Don des langues ?
- Sophie
- 28 mai 2023
- 5 min de lecture
«- Essobedo
-Dosso. Ofon nuedea?
- M’fon nuede, woyadé ?»
Petit échange du matin, vous l’aurez reconnu en EWE !
L’éwé est la langue du sud du Togo, je devrais plutôt dire un dialecte, l’un des 41 parlés au Togo. Le français est la langue officielle apprise à l’école, et l’éwé reste la langue de la maison, de l’amitié, très majoritairement parlée dans la rue aussi.

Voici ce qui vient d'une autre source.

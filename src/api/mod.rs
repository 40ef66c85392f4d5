//! HTTP API surface: JSON endpoints over the service layer.

pub mod attendance;
pub mod classes;
pub mod dashboard;
pub mod health;
pub mod members;
pub mod payments;
pub mod promotions;

use crate::AppState;
use axum::Router;
use std::sync::Arc;

/// Assemble the full API router
pub fn router(state: Arc<AppState>) -> Router {
    Router::new()
        .merge(health::routes())
        .merge(dashboard::routes())
        .merge(members::routes())
        .merge(classes::routes())
        .merge(attendance::routes())
        .merge(promotions::routes())
        .merge(payments::routes())
        .with_state(state)
}
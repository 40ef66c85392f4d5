//! Database pool construction and migrations.

pub mod pool;

pub use pool::{create_pool, run_migrations, Database, DatabaseError};
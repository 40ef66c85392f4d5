pub mod attendance_service;
pub mod class_service;
pub mod dashboard_service;
pub mod member_service;
pub mod notification_service;
pub mod payment_service;
pub mod promotion_service;

pub use attendance_service::AttendanceService;
pub use class_service::ClassService;
pub use dashboard_service::DashboardService;
pub use member_service::MemberService;
pub use notification_service::NotificationService;
pub use payment_service::PaymentService;
pub use promotion_service::PromotionService;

Les Togolais eux-mêmes émaillent leurs conversations de mots en français. Parfois, par facilité ou par rapidité de la locution, en effet, le mot avion se dit en traduction littérale : véhicule dans le ciel… mais aussi parce que certains mots n’existent pas en éwé. Ils ont aussi des mots que nous n’avons pas chez nous : selon ton jour de naissance, tu portes un prénom particulier. Ils ont même pensé aux jumeaux pour lesquels ils ont prévu des noms différents. (Tableau prénom selon jour)

L’éwé est une langue où l’intonation est primordiale : selon l’intonation, vous pouvez dire exactement le contraire par exemple, « lilili » en montant en fin de mot vous dites que « cela sent bon » alors qu’en descendant, « cela sent mauvais » ! Au marché, les tatas nous reprenaient gentiment et nous faisaient répéter. Bien souvent, nous avions l’impression de redire exactement la même chose. Aujourd'hui, les échanges sont plus fluides :
nous avons progressé et/ou les tatas se sont habituées à notre accent. 😉
Pour continuer sur l’intonation, assister à un match de foot est une moment instructif ; peu de mots sont échangés mais les onomatopées « hé» fusent de toute part et sur tous les tons car elle pourra dire : fais une passe , ou ton tir est nul, ou bravo on a marqué un but … A la pouponnière aussi, les tatas utilisent l’onomatopée pour exprimer leur joie, leur mécontentement, leur peur, leur fatigue.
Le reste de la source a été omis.